[Opening Entries provided section]

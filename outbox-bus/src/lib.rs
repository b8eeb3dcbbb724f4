//! 事务性 Outbox 与事件总线（outbox-bus）
//!
//! 让“业务状态变更”与“对外发布集成事件”保持一致：
//! - 在业务事务中写入 Outbox 行（`outbox::write_event`），与业务数据同生共死；
//! - 后台发布器（`outbox::OutboxPublisher`）轮询待发布行，经总线原样转发，
//!   失败的行在下个周期重试，保证至少一次投递；
//! - 事件总线（`eventing::EventBus`）按主题发布，按事件类型注册强类型处理器，
//!   每个主题一个消费循环，消息分发给该主题的全部处理器。
//!
//! 存储与消息代理均以 trait 抽象（`OutboxStore` / `Broker`），
//! 内置内存实现用于测试与示例，Postgres（`infra-sqlx`）与 Kafka（`infra-kafka`）
//! 适配器按 feature 启用。
//!
//! 典型用法：
//! 1. 以 `#[integration_event]` 定义事件，或手动实现 `event::Event`；
//! 2. 在业务事务中调用 `write_event` 并由调用方提交；
//! 3. 创建 `EventBus` 与 `OutboxPublisher`，调用 `start()`；
//! 4. 通过 `subscribe` 注册处理器，再以 `start_consuming` 运行消费循环。
//!
pub mod error;
pub mod event;
pub mod eventing;
#[cfg(any(feature = "infra-sqlx", feature = "infra-kafka"))]
pub mod infra;
pub mod outbox;

pub use error::{OutboxError, OutboxResult};
pub use event::{Event, EventFactory, JsonEventFactory};
pub use eventing::{BusConfig, EventBus, EventHandler};
pub use outbox::{OutboxPublisher, PublisherConfig, write_event};

// 允许在本 crate 内部通过 ::outbox_bus 进行自引用，
// 以便过程宏在本 crate 的单元测试中也能解析到 ::outbox_bus 路径。
extern crate self as outbox_bus;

[Closing Entries provided section]

→ **Work instructions**
This exercise calls for every record above to be written out again exactly.

→ **Answer to this problem**
filename outbox-bus/src/lib.rs
repository b8eeb3dcbbb724f4
//! 事务性 Outbox 与事件总线（outbox-bus）
//!
//! 让“业务状态变更”与“对外发布集成事件”保持一致：
//! - 在业务事务中写入 Outbox 行（`outbox::write_event`），与业务数据同生共死；
//! - 后台发布器（`outbox::OutboxPublisher`）轮询待发布行，经总线原样转发，
//!   失败的行在下个周期重试，保证至少一次投递；
//! - 事件总线（`eventing::EventBus`）按主题发布，按事件类型注册强类型处理器，
//!   每个主题一个消费循环，消息分发给该主题的全部处理器。
//!
//! 存储与消息代理均以 trait 抽象（`OutboxStore` / `Broker`），
//! 内置内存实现用于测试与示例，Postgres（`infra-sqlx`）与 Kafka（`infra-kafka`）
//! 适配器按 feature 启用。
//!
//! 典型用法：
//! 1. 以 `#[integration_event]` 定义事件，或手动实现 `event::Event`；
//! 2. 在业务事务中调用 `write_event` 并由调用方提交；
//! 3. 创建 `EventBus` 与 `OutboxPublisher`，调用 `start()`；
//! 4. 通过 `subscribe` 注册处理器，再以 `start_consuming` 运行消费循环。
//!
pub mod error;
pub mod event;
pub mod eventing;
#[cfg(any(feature = "infra-sqlx", feature = "infra-kafka"))]
pub mod infra;
pub mod outbox;

pub use error::{OutboxError, OutboxResult};
pub use event::{Event, EventFactory, JsonEventFactory};
pub use eventing::{BusConfig, EventBus, EventHandler};
pub use outbox::{OutboxPublisher, PublisherConfig, write_event};

// 允许在本 crate 内部通过 ::outbox_bus 进行自引用，
// 以便过程宏在本 crate 的单元测试中也能解析到 ::outbox_bus 路径。
extern crate self as outbox_bus;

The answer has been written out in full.